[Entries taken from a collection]
-.-.-

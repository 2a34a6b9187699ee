// Example: keep the viewport pinned to the same tile across a relayout.
use irregrid::{GridOptions, ItemProvider, PxRect, PxSize, Viewport};
use irregrid_adapter::GridController;

struct DemoHost {
    count: usize,
}

impl ItemProvider for DemoHost {
    type Handle = usize;

    fn item_count(&self) -> usize {
        self.count
    }

    fn viewport(&self) -> Viewport {
        Viewport::new(400, 500)
    }

    fn get_or_create(&mut self, position: usize) -> usize {
        position
    }

    fn measure_exact(&mut self, _handle: &mut usize, _size: PxSize) {}

    fn position_item(&mut self, _handle: &mut usize, _rect: PxRect) {}

    fn recycle(&mut self, _position: usize, _handle: usize) {}

    fn offset_items(&mut self, _dy: i32) {}
}

fn main() {
    let mut host = DemoHost { count: 500 };
    let mut controller: GridController<usize> =
        GridController::new(GridOptions::new()).unwrap();

    controller.layout(&mut host);
    controller.scroll(&mut host, 730);

    let anchor = controller.capture_first_visible_anchor().unwrap();
    println!("anchored to #{} at {:+}px", anchor.position, anchor.offset_in_viewport);

    // A relayout (e.g. after returning to this screen) keeps the window, and
    // the anchor corrects any drift.
    controller.layout(&mut host);
    let applied = controller.apply_anchor(&mut host, &anchor);
    println!("anchor applied: {applied}");
}
use alloc::vec::Vec;

/// Pixel borders of the N column bands the grid width is divided into.
///
/// `borders()[0] == 0`, `borders()[N] == total_width()`, and the widths
/// differ by at most one pixel: the division remainder is spread across the
/// bands with a running accumulator (largest-remainder method), so no
/// rounding pixels are lost.
#[derive(Clone, Debug, Default, PartialEq, Eq)]
pub struct ColumnBands {
    borders: Vec<i32>,
    unit: i32,
    width: i32,
}

impl ColumnBands {
    pub fn new(total_width: i32, columns: usize) -> Self {
        let mut bands = Self::default();
        bands.recompute(total_width, columns);
        bands
    }

    /// Recomputes the borders if the geometry changed; returns whether it did.
    pub(crate) fn update(&mut self, total_width: i32, columns: usize) -> bool {
        if self.width == total_width && self.borders.len() == columns + 1 {
            return false;
        }
        self.recompute(total_width, columns);
        true
    }

    fn recompute(&mut self, total_width: i32, columns: usize) {
        self.width = total_width;
        self.unit = total_width / columns as i32;
        self.borders.clear();
        self.borders.reserve_exact(columns + 1);
        self.borders.push(0);

        let remainder = total_width % columns as i32;
        let mut consumed = 0;
        let mut carry = 0;
        for _ in 0..columns {
            let mut band = self.unit;
            carry += remainder;
            if carry > 0 && columns as i32 - carry < remainder {
                band += 1;
                carry -= columns as i32;
            }
            consumed += band;
            self.borders.push(consumed);
        }
    }

    /// Pixel size of the smallest (1×1) span.
    pub fn unit(&self) -> i32 {
        self.unit
    }

    pub fn columns(&self) -> usize {
        self.borders.len().saturating_sub(1)
    }

    pub fn total_width(&self) -> i32 {
        self.width
    }

    /// Left border of `column`; `left_of(columns())` is the right edge.
    pub fn left_of(&self, column: usize) -> i32 {
        self.borders[column]
    }

    pub fn borders(&self) -> &[i32] {
        &self.borders
    }
}
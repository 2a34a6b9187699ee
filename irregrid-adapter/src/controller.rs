use irregrid::{GridEngine, GridError, GridOptions, ItemProvider, LayoutPhase};

use crate::{Easing, GridAnchor, ScrollTween, apply_anchor, capture_first_visible_anchor};

/// A framework-neutral controller that wraps a [`GridEngine`] and sequences
/// the host protocol for it: structural notifications, then the pre-layout
/// pass, then the real pass, then scroll deltas.
///
/// This type does not hold any UI objects. Adapters drive it by calling:
/// - [`GridController::layout`] when the host requests a layout
/// - [`GridController::remove_items`] / [`GridController::refresh`] on data changes
/// - [`GridController::scroll`] on user scrolling, or
///   [`GridController::tick`] each frame for tween-driven scrolling
#[derive(Clone, Debug)]
pub struct GridController<H = ()> {
    engine: GridEngine<H>,
    tween: Option<ScrollTween>,
}

impl<H> GridController<H> {
    pub fn new(options: GridOptions) -> Result<Self, GridError> {
        Ok(Self {
            engine: GridEngine::new(options)?,
            tween: None,
        })
    }

    pub fn from_engine(engine: GridEngine<H>) -> Self {
        Self {
            engine,
            tween: None,
        }
    }

    pub fn engine(&self) -> &GridEngine<H> {
        &self.engine
    }

    pub fn engine_mut(&mut self) -> &mut GridEngine<H> {
        &mut self.engine
    }

    pub fn into_engine(self) -> GridEngine<H> {
        self.engine
    }

    pub fn is_animating(&self) -> bool {
        self.tween.is_some()
    }

    pub fn cancel_animation(&mut self) {
        self.tween = None;
    }

    /// Runs a real layout pass (initial mount, viewport resize, idempotent
    /// re-layout).
    pub fn layout<P>(&mut self, provider: &mut P)
    where
        P: ItemProvider<Handle = H>,
    {
        self.engine.run_layout(provider, LayoutPhase::Real);
    }

    /// Full dataset invalidation followed by a real layout pass.
    pub fn refresh<P>(&mut self, provider: &mut P)
    where
        P: ItemProvider<Handle = H>,
    {
        self.engine.notify_dataset_changed();
        self.engine.run_layout(provider, LayoutPhase::Real);
    }

    /// Records a removal and runs both layout passes in the contractual
    /// order, so disappearing tiles are handed to the provider for their
    /// exit animation.
    ///
    /// The provider's dataset must already reflect the removal.
    pub fn remove_items<P>(&mut self, provider: &mut P, start: usize, count: usize)
    where
        P: ItemProvider<Handle = H>,
    {
        self.engine.notify_items_removed(start, count);
        self.engine.run_layout(provider, LayoutPhase::Pre);
        self.engine.run_layout(provider, LayoutPhase::Real);
    }

    /// Applies a user scroll. Cancels any active tween. Returns the applied
    /// delta.
    pub fn scroll<P>(&mut self, provider: &mut P, dy: i32) -> i32
    where
        P: ItemProvider<Handle = H>,
    {
        self.cancel_animation();
        self.engine.scroll_by(provider, dy)
    }

    /// Starts a tween that scrolls by `dy` over `duration_ms`.
    pub fn start_scroll_animation(
        &mut self,
        dy: i32,
        now_ms: u64,
        duration_ms: u64,
        easing: Easing,
    ) {
        self.tween = Some(ScrollTween::new(dy, now_ms, duration_ms, easing));
    }

    /// Advances the controller.
    ///
    /// If a tween is active, applies the delta due at `now_ms` and returns
    /// the engine-applied amount; otherwise returns `None`. The tween ends
    /// early if the engine clamps at a dataset boundary.
    pub fn tick<P>(&mut self, provider: &mut P, now_ms: u64) -> Option<i32>
    where
        P: ItemProvider<Handle = H>,
    {
        let tween = self.tween.as_mut()?;
        let step = tween.step(now_ms);
        let done = tween.is_done(now_ms);
        let applied = if step != 0 {
            self.engine.scroll_by(provider, step)
        } else {
            0
        };
        if done || (step != 0 && applied != step) {
            self.tween = None;
        }
        Some(applied)
    }

    /// Captures an anchor for the first visible tile.
    pub fn capture_first_visible_anchor(&self) -> Option<GridAnchor> {
        capture_first_visible_anchor(&self.engine)
    }

    /// Re-applies a previously captured anchor with a corrective scroll.
    ///
    /// This cancels any active tween.
    pub fn apply_anchor<P>(&mut self, provider: &mut P, anchor: &GridAnchor) -> bool
    where
        P: ItemProvider<Handle = H>,
    {
        self.cancel_animation();
        apply_anchor(&mut self.engine, provider, anchor)
    }
}
use crate::{GridError, SizingMode};

/// Column count used when none is configured.
pub const DEFAULT_COLUMN_COUNT: usize = 4;

/// Configuration for [`crate::GridEngine`], accepted at construction.
#[derive(Clone, Copy, Debug, PartialEq, Eq)]
#[cfg_attr(feature = "serde", derive(serde::Serialize, serde::Deserialize))]
pub struct GridOptions {
    /// Number of columns the grid is divided into; at least 2.
    pub column_count: usize,
    /// How tiles without an explicit hint choose their span size.
    pub sizing: SizingMode,
}

impl Default for GridOptions {
    fn default() -> Self {
        Self {
            column_count: DEFAULT_COLUMN_COUNT,
            sizing: SizingMode::Deterministic,
        }
    }
}

impl GridOptions {
    pub fn new() -> Self {
        Self::default()
    }

    pub fn with_column_count(mut self, column_count: usize) -> Self {
        self.column_count = column_count;
        self
    }

    pub fn with_sizing(mut self, sizing: SizingMode) -> Self {
        self.sizing = sizing;
        self
    }

    pub fn with_randomized_sizing(mut self, seed: u64) -> Self {
        self.sizing = SizingMode::Randomized { seed };
        self
    }

    pub(crate) fn validate(&self) -> Result<(), GridError> {
        if self.column_count < 2 {
            return Err(GridError::InvalidColumnCount(self.column_count));
        }
        Ok(())
    }
}
use serde::{Deserialize, Serialize};
use sqlx::prelude::FromRow;
use uuid::Uuid;

#[derive(Debug, Clone, PartialEq, FromRow, Serialize, Deserialize)]
pub struct MessageEntity {
    pub id: Uuid,
    pub conversation_id: Uuid,
    pub user_id: Uuid,
    pub content: String,
    pub is_system: bool,
    pub metadata: Option<serde_json::Value>,
    pub created_at: chrono::DateTime<chrono::Utc>,
    pub updated_at: chrono::DateTime<chrono::Utc>,
}

/// `storage_path` is the canonical reference to the stored object; `url` is
/// a derived projection of the same object.
#[derive(Debug, Clone, PartialEq, FromRow, Serialize, Deserialize)]
pub struct AttachmentEntity {
    pub id: Uuid,
    pub message_id: Uuid,
    pub file_name: String,
    pub mime_type: String,
    pub byte_size: i64,
    pub url: String,
    pub storage_path: String,
    pub created_at: chrono::DateTime<chrono::Utc>,
}

#[derive(Debug, Clone, PartialEq, FromRow, Serialize, Deserialize)]
pub struct ReactionEntity {
    pub id: Uuid,
    pub message_id: Uuid,
    pub user_id: Uuid,
    pub emoji: String,
    pub created_at: chrono::DateTime<chrono::Utc>,
}

/// One row per (message, user); re-reading refreshes `read_at` in place.
#[derive(Debug, Clone, PartialEq, FromRow, Serialize, Deserialize)]
pub struct ReadReceiptEntity {
    pub message_id: Uuid,
    pub user_id: Uuid,
    pub read_at: chrono::DateTime<chrono::Utc>,
}
use actix_web::{
    body::MessageBody,
    dev::{ServiceRequest, ServiceResponse},
    middleware::Next,
    Error, HttpMessage, HttpRequest,
};

use crate::{api::error, utils::Claims, ENV};

pub async fn authentication<B>(
    req: ServiceRequest,
    next: Next<B>,
) -> Result<ServiceResponse<B>, Error>
where
    B: MessageBody + 'static,
{
    let auth = req.headers().get("Authorization").and_then(|h| h.to_str().ok());
    let token = match auth.and_then(|h| h.strip_prefix("Bearer ")) {
        Some(t) => t,
        None => {
            return Err(error::Error::unauthorized("Token Invalid or Expired").into());
        }
    };

    let claims = Claims::decode(token, ENV.jwt_secret.as_ref())
        .map_err(|_| error::Error::forbidden("Token Invalid or Expired"))?;

    req.extensions_mut().insert(claims);

    next.call(req).await
}

pub fn get_claims(req: &HttpRequest) -> Result<Claims, error::Error> {
    let extensions = req.extensions();

    let claims = extensions
        .get::<Claims>()
        .ok_or_else(|| error::Error::unauthorized("Unauthorized"))?
        .clone();

    Ok(claims)
}
/// WebSocket event protocol between clients and the realtime layer.
use serde::{Deserialize, Serialize};
use uuid::Uuid;

use crate::modules::message::model::MessageWithRelations;

use super::feed::ConnectionState;

/// Events sent from client to server.
#[derive(Debug, Clone, Serialize, Deserialize)]
#[serde(tag = "type", rename_all = "camelCase")]
pub enum ClientEvent {
    /// Authenticate the connection with a bearer token.
    #[serde(rename_all = "camelCase")]
    Auth { token: String },

    /// Open a feed for one conversation (requires active membership).
    #[serde(rename_all = "camelCase")]
    Subscribe { conversation_id: Uuid },

    /// Tear the feed down again.
    #[serde(rename_all = "camelCase")]
    Unsubscribe { conversation_id: Uuid },

    /// Text-only send over the open connection; attachments go through the
    /// REST endpoint.
    #[serde(rename_all = "camelCase")]
    SendMessage { conversation_id: Uuid, content: String },

    /// Keep-alive.
    Ping,
}

/// Events sent from server to client.
#[derive(Debug, Clone, Serialize, Deserialize)]
#[serde(tag = "type", rename_all = "camelCase")]
pub enum ServerEvent {
    #[serde(rename_all = "camelCase")]
    AuthSuccess { user_id: Uuid },

    #[serde(rename_all = "camelCase")]
    AuthFailed { reason: String },

    /// Tri-state feed status for the client's indicator.
    #[serde(rename_all = "camelCase")]
    SubscriptionState { conversation_id: Uuid, state: ConnectionState },

    /// Initial page delivered when a subscription connects.
    #[serde(rename_all = "camelCase")]
    Snapshot { conversation_id: Uuid, messages: Vec<MessageWithRelations> },

    #[serde(rename_all = "camelCase")]
    MessageNew { conversation_id: Uuid, message: MessageWithRelations },

    #[serde(rename_all = "camelCase")]
    MessageDeleted { conversation_id: Uuid, message_id: Uuid },

    #[serde(rename_all = "camelCase")]
    ReceiptUpserted { conversation_id: Uuid, message_id: Uuid, user_id: Uuid },

    Pong,

    #[serde(rename_all = "camelCase")]
    Error { message: String },
}
#![allow(unused)]
use actix_web::{
    http::StatusCode,
    HttpResponse, ResponseError,
};
use std::borrow::Cow;

use crate::ENV;

#[derive(thiserror::Error, Debug)]
pub enum Error {
    #[error("Bad Request: {0}")]
    BadRequest(Cow<'static, str>),
    #[error("Unauthorized: {0}")]
    Unauthorized(Cow<'static, str>),
    #[error("Forbidden: {0}")]
    Forbidden(Cow<'static, str>),
    #[error("Not Found: {0}")]
    NotFound(Cow<'static, str>),
    #[error("Conflict: {0}")]
    Conflict(Cow<'static, str>),
    #[error("Internal Server Error")]
    InternalServer,
}

#[derive(serde::Serialize)]
pub struct ErrorBody {
    pub message: Cow<'static, str>,
}

impl Error {
    pub fn bad_request(msg: impl Into<Cow<'static, str>>) -> Self {
        Self::BadRequest(msg.into())
    }

    pub fn unauthorized(msg: impl Into<Cow<'static, str>>) -> Self {
        Self::Unauthorized(msg.into())
    }

    pub fn forbidden(msg: impl Into<Cow<'static, str>>) -> Self {
        Self::Forbidden(msg.into())
    }

    pub fn not_found(msg: impl Into<Cow<'static, str>>) -> Self {
        Self::NotFound(msg.into())
    }

    pub fn conflict(msg: impl Into<Cow<'static, str>>) -> Self {
        Self::Conflict(msg.into())
    }
}

impl ResponseError for Error {
    fn status_code(&self) -> StatusCode {
        match *self {
            Error::BadRequest(_) => StatusCode::BAD_REQUEST,
            Error::Unauthorized(_) => StatusCode::UNAUTHORIZED,
            Error::Forbidden(_) => StatusCode::FORBIDDEN,
            Error::NotFound(_) => StatusCode::NOT_FOUND,
            Error::Conflict(_) => StatusCode::CONFLICT,
            Error::InternalServer => StatusCode::INTERNAL_SERVER_ERROR,
        }
    }

    fn error_response(&self) -> HttpResponse {
        let mut res = HttpResponse::build(self.status_code());

        res.insert_header(("Access-Control-Allow-Origin", ENV.frontend_url.as_str()));
        res.insert_header(("Access-Control-Allow-Credentials", "true"));

        match self {
            Error::NotFound(msg)
            | Error::Conflict(msg)
            | Error::Unauthorized(msg)
            | Error::BadRequest(msg)
            | Error::Forbidden(msg) => res.json(ErrorBody { message: msg.clone() }),
            Error::InternalServer => {
                res.json(ErrorBody { message: "Internal Server Error".into() })
            }
        }
    }
}

#[derive(thiserror::Error, Debug)]
pub enum SystemError {
    // jwt errors
    #[error("JWT Error")]
    JwtError(#[from] jsonwebtoken::errors::Error),
    // sqlx errors
    #[error("Database Error : {0}")]
    DatabaseError(Cow<'static, str>),
    // serde errors
    #[error("JSON Serialization/Deserialization Error")]
    JsonError(#[from] serde_json::Error),
    // attachment storage errors
    #[error("Storage Error: {0}")]
    StorageError(#[from] std::io::Error),
    // Custom Errors
    #[error("Bad Request: {0}")]
    BadRequest(Cow<'static, str>),
    #[error("Unauthorized: {0}")]
    Unauthorized(Cow<'static, str>),
    #[error("Forbidden: {0}")]
    Forbidden(Cow<'static, str>),
    #[error("Database Not Found: {0}")]
    NotFound(Cow<'static, str>),
    #[error("Database Conflict: {0:?}")]
    Conflict(Option<DbErrorMeta>),
    #[error("Internal System Error: {0}")]
    InternalError(Box<dyn std::error::Error + Send + Sync>),
}

fn conflict_message(meta: &Option<DbErrorMeta>) -> Cow<'static, str> {
    let Some(m) = meta else {
        return "Duplicate value".into();
    };

    let Some(constraint) = &m.constraint else {
        return "Duplicate value".into();
    };

    let field = constraint.split('_').next_back().unwrap_or("value");

    let mut chars = field.chars();
    let field = match chars.next() {
        Some(c) => c.to_uppercase().collect::<String>() + chars.as_str(),
        None => "Value".to_string(),
    };

    format!("{field} already exists").into()
}

#[derive(Debug)]
pub struct DbErrorMeta {
    pub code: Option<String>,
    pub constraint: Option<String>,
    pub message: String,
}

impl From<SystemError> for Error {
    fn from(value: SystemError) -> Self {
        match value {
            SystemError::BadRequest(msg) => Error::BadRequest(msg),
            SystemError::Unauthorized(msg) => Error::Unauthorized(msg),
            SystemError::Forbidden(msg) => Error::Forbidden(msg),
            SystemError::NotFound(msg) => Error::NotFound(msg),
            SystemError::Conflict(meta) => Error::Conflict(conflict_message(&meta)),
            _ => {
                log::error!("Internal Server Error: {:?}", value);
                Error::InternalServer
            }
        }
    }
}

impl From<sqlx::Error> for SystemError {
    fn from(err: sqlx::Error) -> Self {
        log::error!("{:?}", err);
        if let sqlx::Error::Database(db_err) = &err {
            match db_err.code().as_deref() {
                Some("23505") => {
                    return SystemError::Conflict(Some(DbErrorMeta {
                        code: db_err.code().map(|s| s.to_string()),
                        constraint: db_err.constraint().map(|s| s.to_string()),
                        message: db_err.message().to_string(),
                    }));
                }
                Some("42P01") => {
                    return SystemError::NotFound("Resource not found".into());
                }
                _ => {
                    log::error!("Unhandled DB error: {:?}", db_err);
                    return SystemError::DatabaseError(db_err.message().to_string().into());
                }
            }
        }
        SystemError::InternalError(Box::new(err))
    }
}

impl SystemError {
    pub fn bad_request(msg: impl Into<Cow<'static, str>>) -> Self {
        Self::BadRequest(msg.into())
    }

    pub fn not_found(msg: impl Into<Cow<'static, str>>) -> Self {
        Self::NotFound(msg.into())
    }

    pub fn unauthorized(msg: impl Into<Cow<'static, str>>) -> Self {
        Self::Unauthorized(msg.into())
    }

    pub fn forbidden(msg: impl Into<Cow<'static, str>>) -> Self {
        Self::Forbidden(msg.into())
    }
}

-.-.-

# TASK BRIEF
Determine the number of lines in the preceding data that contain the word "same". Reply with that number only.

# EXERCISE RESPONSE
2